Post
by Tea_Rocket » Mon May 01, 2017 12:17 pm
Were you issued a P45 each time you left the UK branch of the company? Or were you issued a single one after you left the company? If the former, I would list each period of employment in the UK separately. If the latter, I would list them all together.
If you have no P45s, I think you will probably have to use Page 22 of the form to explain your situation. I would list each period of employment in the UK separately and use Page 22 of the application form to explain that you were employed by the same company during the gaps (and still had your Tier 2 visa), but that you were in India during those periods, and therefore were not paying National Insurance or any other UK taxes. I can also see an argument for listing your employment with that company as a single period and using page 22 to explain that you weren't in the UK the whole time and listing the dates that you were.
Basically, as long as you acknowledge on your form that you were in India for part of the time, and detail exactly when you were in the UK for this company, I think you're probably fine. Your situation is unusual, so it's unlikely there's a standard or "right" way to do it.

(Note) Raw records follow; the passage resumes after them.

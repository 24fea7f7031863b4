//! Unified error types for BookHub.
//!
//! Every fallible operation in the engine returns [`BookingError`]. Variants
//! carry the structured detail (slot indices, dates, booking ids) a caller
//! needs to drive a precise retry, so no error is ever reduced to a bare
//! message on its way out.

use std::fmt;

use chrono::NaiveDate;
use thiserror::Error;

use crate::types::id::{BookingId, ResourceId};

/// Top-level error kind categorization used across the entire engine.
#[derive(Debug, Clone, Copy, PartialEq, Eq, Hash, serde::Serialize, serde::Deserialize)]
pub enum ErrorKind {
    /// A date outside the bookable horizon (past, or too far ahead).
    InvalidDate,
    /// A slot that is no longer free was selected.
    SlotUnavailable,
    /// One or more requested slots were taken by a competing commit.
    Conflict,
    /// Confirmation was attempted with an empty selection.
    EmptySelection,
    /// The requested booking or resource was not found.
    NotFound,
    /// An operation was invoked in a state that does not permit it.
    InvalidTransition,
    /// Input validation failed.
    Validation,
    /// A configuration error occurred.
    Configuration,
    /// A database error occurred.
    Database,
    /// An operation exceeded its bounded wait.
    Timeout,
}

impl fmt::Display for ErrorKind {
    fn fmt(&self, f: &mut fmt::Formatter<'_>) -> fmt::Result {
        match self {
            Self::InvalidDate => write!(f, "INVALID_DATE"),
            Self::SlotUnavailable => write!(f, "SLOT_UNAVAILABLE"),
            Self::Conflict => write!(f, "CONFLICT"),
            Self::EmptySelection => write!(f, "EMPTY_SELECTION"),
            Self::NotFound => write!(f, "NOT_FOUND"),
            Self::InvalidTransition => write!(f, "INVALID_TRANSITION"),
            Self::Validation => write!(f, "VALIDATION"),
            Self::Configuration => write!(f, "CONFIGURATION"),
            Self::Database => write!(f, "DATABASE"),
            Self::Timeout => write!(f, "TIMEOUT"),
        }
    }
}

/// The unified error type used throughout BookHub.
#[derive(Debug, Error)]
pub enum BookingError {
    /// The date is not bookable: it lies in the past or beyond the horizon.
    #[error("date {date} is not bookable")]
    InvalidDate {
        /// The rejected date.
        date: NaiveDate,
    },

    /// The slot was already taken when the selection tried to add it.
    #[error("slot {index} is no longer available")]
    SlotUnavailable {
        /// 1-based index of the stale slot.
        index: u16,
    },

    /// A commit lost the race for one or more slots.
    ///
    /// Only the slots listed here were taken by a competing booking; the
    /// remainder of the attempted selection is still free.
    #[error("slots {slots:?} were taken by a competing booking")]
    Conflict {
        /// Sorted indices of the slots that could not be committed.
        slots: Vec<u16>,
    },

    /// Confirmation requires at least one selected slot.
    #[error("cannot confirm an empty selection")]
    EmptySelection,

    /// No booking exists under the given id.
    #[error("booking {booking_id} not found")]
    NotFound {
        /// The id that failed to resolve.
        booking_id: BookingId,
    },

    /// No resource exists under the given id.
    #[error("resource {resource_id} not found")]
    ResourceNotFound {
        /// The id that failed to resolve.
        resource_id: ResourceId,
    },

    /// The reservation state machine rejected an out-of-order operation.
    #[error("cannot {operation} while in state {from}")]
    InvalidTransition {
        /// Name of the state the machine was in.
        from: &'static str,
        /// The operation that was attempted.
        operation: &'static str,
    },

    /// Input validation failed.
    #[error("validation failed: {0}")]
    Validation(String),

    /// Configuration loading or interpretation failed.
    #[error("configuration error: {0}")]
    Configuration(String),

    /// The database rejected or failed an operation.
    #[error("database error: {message}")]
    Database {
        /// Human-readable description of the failing operation.
        message: String,
        /// Underlying driver error.
        #[source]
        source: Box<dyn std::error::Error + Send + Sync>,
    },

    /// A commit or cancel exceeded its bounded wait.
    #[error("operation timed out after {seconds}s")]
    Timeout {
        /// The configured bound that was exceeded.
        seconds: u64,
    },
}

impl BookingError {
    /// The kind of this error, for logging and coarse-grained matching.
    pub fn kind(&self) -> ErrorKind {
        match self {
            Self::InvalidDate { .. } => ErrorKind::InvalidDate,
            Self::SlotUnavailable { .. } => ErrorKind::SlotUnavailable,
            Self::Conflict { .. } => ErrorKind::Conflict,
            Self::EmptySelection => ErrorKind::EmptySelection,
            Self::NotFound { .. } | Self::ResourceNotFound { .. } => ErrorKind::NotFound,
            Self::InvalidTransition { .. } => ErrorKind::InvalidTransition,
            Self::Validation(_) => ErrorKind::Validation,
            Self::Configuration(_) => ErrorKind::Configuration,
            Self::Database { .. } => ErrorKind::Database,
            Self::Timeout { .. } => ErrorKind::Timeout,
        }
    }

    /// Create a database error wrapping its driver-level cause.
    pub fn database(
        message: impl Into<String>,
        source: impl std::error::Error + Send + Sync + 'static,
    ) -> Self {
        Self::Database {
            message: message.into(),
            source: Box::new(source),
        }
    }

    /// Whether this error is recoverable by refreshing availability and
    /// retrying with an adjusted selection.
    pub fn is_retryable(&self) -> bool {
        matches!(
            self,
            Self::SlotUnavailable { .. } | Self::Conflict { .. } | Self::Timeout { .. }
        )
    }
}

impl From<config::ConfigError> for BookingError {
    fn from(err: config::ConfigError) -> Self {
        Self::Configuration(err.to_string())
    }
}

#[cfg(test)]
mod tests {
    use super::*;

    #[test]
    fn conflict_error_names_lost_slots() {
        let err = BookingError::Conflict { slots: vec![1, 4] };
        assert_eq!(err.kind(), ErrorKind::Conflict);
        assert!(err.is_retryable());
        assert_eq!(err.to_string(), "slots [1, 4] were taken by a competing booking");
    }

    #[test]
    fn empty_selection_is_not_retryable() {
        assert!(!BookingError::EmptySelection.is_retryable());
    }

    #[test]
    fn kind_display_codes_are_stable() {
        assert_eq!(ErrorKind::Conflict.to_string(), "CONFLICT");
        assert_eq!(ErrorKind::InvalidDate.to_string(), "INVALID_DATE");
    }
}
//! # bookhub-entity
//!
//! Domain entity models for BookHub. Pure data types with their intrinsic
//! invariants; all orchestration lives in `bookhub-engine`.

pub mod booking;
pub mod calendar;
pub mod resource;
pub mod selection;
pub mod slot;

pub use booking::Booking;
pub use calendar::{CalendarCell, CalendarDay};
pub use resource::Resource;
pub use selection::Selection;
pub use slot::{SlotAvailability, SlotKey, TimeSlot};
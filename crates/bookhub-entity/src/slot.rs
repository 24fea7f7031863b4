//! Time slot models.

use chrono::{NaiveDate, NaiveTime, Timelike};
use serde::{Deserialize, Serialize};

use bookhub_core::types::{ResourceId, SlotIndex};

/// A fixed-duration interval within a resource's operating window.
///
/// Slots carry no availability by themselves; see [`SlotAvailability`].
#[derive(Debug, Clone, Copy, PartialEq, Eq, Serialize, Deserialize)]
pub struct TimeSlot {
    /// 1-based sequential index, unique within a day for a resource.
    pub index: SlotIndex,
    /// Start clock time (inclusive).
    pub start: NaiveTime,
    /// End clock time (exclusive).
    pub end: NaiveTime,
}

impl TimeSlot {
    /// 12-hour clock label for the slot start, e.g. `"9:00 AM"` or
    /// `"12:30 PM"`.
    pub fn label_12h(&self) -> String {
        format_12h(self.start)
    }

    /// Label for the full interval, e.g. `"9:00 AM - 9:30 AM"`.
    pub fn range_label(&self) -> String {
        format!("{} - {}", format_12h(self.start), format_12h(self.end))
    }
}

/// Identity of a concrete slot: the (resource, date, index) triple.
#[derive(Debug, Clone, Copy, PartialEq, Eq, Hash, PartialOrd, Ord, Serialize, Deserialize)]
pub struct SlotKey {
    /// The resource the slot belongs to.
    pub resource_id: ResourceId,
    /// The calendar date.
    pub date: NaiveDate,
    /// The 1-based slot index within the day.
    pub index: SlotIndex,
}

/// A slot shell combined with its current availability.
#[derive(Debug, Clone, Copy, PartialEq, Eq, Serialize, Deserialize)]
pub struct SlotAvailability {
    /// The slot interval.
    pub slot: TimeSlot,
    /// Whether the slot is currently free.
    pub available: bool,
}

/// Format a clock time on the 12-hour clock without leading zero.
fn format_12h(time: NaiveTime) -> String {
    let (is_pm, hour12) = time.hour12();
    let meridiem = if is_pm { "PM" } else { "AM" };
    format!("{}:{:02} {}", hour12, time.minute(), meridiem)
}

As for supporting evidence, according to the guidance, the purpose of this section is so that they can check your National Insurance contributions. For EEA nationals, the payslips, P60s, P45s, and HMRC letters provide evidence of their physical presence in the UK during their qualifying period. If you're not an EEA national, and have stamps in your passport for every time you entered and left the UK, it's probably not as important to include these, since the stamps are evidence of when you were in the UK. However if you have them, you may as well send them with your application. If you're using a Nationality Checking Service (who will be able to advise the best way of filling in this section of the form anyway), they may not ask for them or send them along with your application for you, but you should take them along to the appointment anyway. It's better to have them and not need them then vice versa, in my opinion.